§ What the exercise asks: If a line in the records below contains the word "Timestamp", return that line.

§ Items from a data source:
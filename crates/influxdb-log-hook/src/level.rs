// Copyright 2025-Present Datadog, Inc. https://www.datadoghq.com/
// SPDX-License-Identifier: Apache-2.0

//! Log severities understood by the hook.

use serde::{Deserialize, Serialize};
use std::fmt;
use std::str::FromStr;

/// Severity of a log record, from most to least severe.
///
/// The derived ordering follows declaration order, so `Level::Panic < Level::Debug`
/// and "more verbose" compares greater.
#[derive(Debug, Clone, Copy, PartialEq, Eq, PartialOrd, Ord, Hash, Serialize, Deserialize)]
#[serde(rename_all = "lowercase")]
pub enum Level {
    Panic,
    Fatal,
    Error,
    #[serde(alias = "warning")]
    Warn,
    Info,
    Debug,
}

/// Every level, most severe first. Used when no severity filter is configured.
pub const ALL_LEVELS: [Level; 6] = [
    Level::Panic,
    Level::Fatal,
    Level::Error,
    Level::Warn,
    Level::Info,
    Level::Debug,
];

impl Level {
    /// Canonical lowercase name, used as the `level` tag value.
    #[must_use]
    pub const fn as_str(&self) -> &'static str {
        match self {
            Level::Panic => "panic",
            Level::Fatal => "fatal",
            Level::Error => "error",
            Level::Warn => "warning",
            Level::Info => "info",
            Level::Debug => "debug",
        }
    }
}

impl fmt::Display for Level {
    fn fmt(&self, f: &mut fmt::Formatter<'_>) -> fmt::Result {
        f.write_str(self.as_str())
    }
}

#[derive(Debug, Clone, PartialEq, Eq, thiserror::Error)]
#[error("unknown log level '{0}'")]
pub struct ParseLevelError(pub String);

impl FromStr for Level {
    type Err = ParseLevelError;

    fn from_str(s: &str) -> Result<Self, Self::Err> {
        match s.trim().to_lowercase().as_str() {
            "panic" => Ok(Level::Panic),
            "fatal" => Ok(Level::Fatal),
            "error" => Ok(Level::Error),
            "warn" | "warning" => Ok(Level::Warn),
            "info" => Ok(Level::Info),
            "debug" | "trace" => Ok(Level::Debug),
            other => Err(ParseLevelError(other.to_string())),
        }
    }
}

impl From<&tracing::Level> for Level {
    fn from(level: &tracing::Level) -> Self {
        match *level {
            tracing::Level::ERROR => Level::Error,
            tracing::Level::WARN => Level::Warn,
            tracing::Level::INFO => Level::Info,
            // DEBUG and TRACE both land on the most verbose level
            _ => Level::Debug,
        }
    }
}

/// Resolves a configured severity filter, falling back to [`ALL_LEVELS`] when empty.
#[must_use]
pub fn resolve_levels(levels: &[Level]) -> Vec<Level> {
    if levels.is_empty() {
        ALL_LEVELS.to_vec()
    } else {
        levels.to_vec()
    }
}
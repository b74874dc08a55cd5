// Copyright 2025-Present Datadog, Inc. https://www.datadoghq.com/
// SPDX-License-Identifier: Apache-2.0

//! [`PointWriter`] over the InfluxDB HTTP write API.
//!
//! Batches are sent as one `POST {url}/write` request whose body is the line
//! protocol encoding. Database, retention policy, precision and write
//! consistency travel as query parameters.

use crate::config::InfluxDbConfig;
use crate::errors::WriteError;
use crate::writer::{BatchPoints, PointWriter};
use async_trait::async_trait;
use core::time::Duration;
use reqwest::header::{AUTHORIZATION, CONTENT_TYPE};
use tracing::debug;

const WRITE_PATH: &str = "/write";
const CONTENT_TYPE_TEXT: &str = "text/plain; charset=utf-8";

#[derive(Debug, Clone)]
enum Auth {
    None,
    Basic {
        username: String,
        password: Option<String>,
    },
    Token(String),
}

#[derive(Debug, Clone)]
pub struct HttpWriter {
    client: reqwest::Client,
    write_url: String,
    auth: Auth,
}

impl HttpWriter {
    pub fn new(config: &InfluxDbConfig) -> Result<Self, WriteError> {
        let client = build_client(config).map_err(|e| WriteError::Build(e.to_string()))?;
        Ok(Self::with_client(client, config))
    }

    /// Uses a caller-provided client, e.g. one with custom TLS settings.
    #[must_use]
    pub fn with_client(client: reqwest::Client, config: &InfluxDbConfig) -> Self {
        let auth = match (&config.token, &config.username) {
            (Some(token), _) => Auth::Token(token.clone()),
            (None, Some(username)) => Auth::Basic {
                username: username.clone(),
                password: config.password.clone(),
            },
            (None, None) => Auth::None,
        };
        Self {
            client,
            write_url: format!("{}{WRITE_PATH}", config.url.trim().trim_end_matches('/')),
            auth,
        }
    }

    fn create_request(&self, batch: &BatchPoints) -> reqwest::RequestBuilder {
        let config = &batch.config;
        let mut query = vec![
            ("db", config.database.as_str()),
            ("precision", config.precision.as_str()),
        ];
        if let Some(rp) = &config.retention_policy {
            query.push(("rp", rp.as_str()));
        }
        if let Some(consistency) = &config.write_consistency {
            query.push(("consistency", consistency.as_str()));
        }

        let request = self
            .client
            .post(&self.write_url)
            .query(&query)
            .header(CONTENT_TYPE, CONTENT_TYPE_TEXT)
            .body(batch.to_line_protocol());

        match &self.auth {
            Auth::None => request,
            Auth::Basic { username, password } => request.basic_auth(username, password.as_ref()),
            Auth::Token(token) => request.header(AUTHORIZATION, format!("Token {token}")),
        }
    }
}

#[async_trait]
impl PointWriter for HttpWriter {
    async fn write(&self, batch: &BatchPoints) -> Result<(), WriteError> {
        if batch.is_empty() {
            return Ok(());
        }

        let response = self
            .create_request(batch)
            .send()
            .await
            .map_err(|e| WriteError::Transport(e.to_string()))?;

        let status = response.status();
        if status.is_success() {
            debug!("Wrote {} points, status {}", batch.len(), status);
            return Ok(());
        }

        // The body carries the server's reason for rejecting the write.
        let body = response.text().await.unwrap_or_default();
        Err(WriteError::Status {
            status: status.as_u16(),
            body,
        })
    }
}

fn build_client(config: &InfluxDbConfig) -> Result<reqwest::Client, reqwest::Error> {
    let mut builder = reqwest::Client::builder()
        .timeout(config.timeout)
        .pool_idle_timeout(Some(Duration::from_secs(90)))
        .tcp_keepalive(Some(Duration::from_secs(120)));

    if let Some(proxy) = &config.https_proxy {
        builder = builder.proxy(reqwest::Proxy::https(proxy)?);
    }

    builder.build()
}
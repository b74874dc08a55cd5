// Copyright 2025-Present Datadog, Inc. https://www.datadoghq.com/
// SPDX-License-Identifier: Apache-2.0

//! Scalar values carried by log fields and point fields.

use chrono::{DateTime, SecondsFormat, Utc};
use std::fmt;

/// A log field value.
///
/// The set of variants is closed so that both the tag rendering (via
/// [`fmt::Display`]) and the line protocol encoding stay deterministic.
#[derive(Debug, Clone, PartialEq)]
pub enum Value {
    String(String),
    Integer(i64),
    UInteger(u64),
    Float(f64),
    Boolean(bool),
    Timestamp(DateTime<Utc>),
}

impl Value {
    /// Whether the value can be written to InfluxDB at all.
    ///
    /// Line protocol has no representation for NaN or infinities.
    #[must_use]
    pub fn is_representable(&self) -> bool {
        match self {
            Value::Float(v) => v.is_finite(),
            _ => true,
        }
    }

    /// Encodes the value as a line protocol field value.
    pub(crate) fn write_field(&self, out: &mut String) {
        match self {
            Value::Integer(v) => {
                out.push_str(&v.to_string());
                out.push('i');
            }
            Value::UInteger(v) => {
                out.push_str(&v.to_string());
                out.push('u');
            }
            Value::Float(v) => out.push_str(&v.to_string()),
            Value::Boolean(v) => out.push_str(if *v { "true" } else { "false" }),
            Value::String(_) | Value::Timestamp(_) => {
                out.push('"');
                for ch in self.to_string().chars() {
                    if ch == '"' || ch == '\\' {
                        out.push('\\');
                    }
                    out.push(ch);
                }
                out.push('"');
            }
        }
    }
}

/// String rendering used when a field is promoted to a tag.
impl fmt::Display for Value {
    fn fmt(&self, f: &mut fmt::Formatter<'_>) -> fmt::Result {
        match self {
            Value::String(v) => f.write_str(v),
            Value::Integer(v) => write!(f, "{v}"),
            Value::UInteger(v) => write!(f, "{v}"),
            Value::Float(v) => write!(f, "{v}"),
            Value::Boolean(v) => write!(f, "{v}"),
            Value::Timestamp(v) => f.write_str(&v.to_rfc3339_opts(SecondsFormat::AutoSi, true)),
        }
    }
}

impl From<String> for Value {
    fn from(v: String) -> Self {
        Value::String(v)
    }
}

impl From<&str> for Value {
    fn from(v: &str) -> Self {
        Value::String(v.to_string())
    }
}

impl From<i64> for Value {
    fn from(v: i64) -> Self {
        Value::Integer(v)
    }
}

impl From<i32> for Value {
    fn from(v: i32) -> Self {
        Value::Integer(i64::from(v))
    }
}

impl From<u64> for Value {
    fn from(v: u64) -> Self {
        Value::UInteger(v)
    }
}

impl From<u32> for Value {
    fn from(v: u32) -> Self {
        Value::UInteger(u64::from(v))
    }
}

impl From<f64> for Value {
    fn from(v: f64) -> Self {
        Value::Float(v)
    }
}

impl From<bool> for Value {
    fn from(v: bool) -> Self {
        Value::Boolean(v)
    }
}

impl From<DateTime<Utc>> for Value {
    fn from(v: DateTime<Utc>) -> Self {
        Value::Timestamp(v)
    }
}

§ Answer section:
    Timestamp(DateTime<Utc>),
            Value::String(_) | Value::Timestamp(_) => {
            Value::Timestamp(v) => f.write_str(&v.to_rfc3339_opts(SecondsFormat::AutoSi, true)),
        Value::Timestamp(v)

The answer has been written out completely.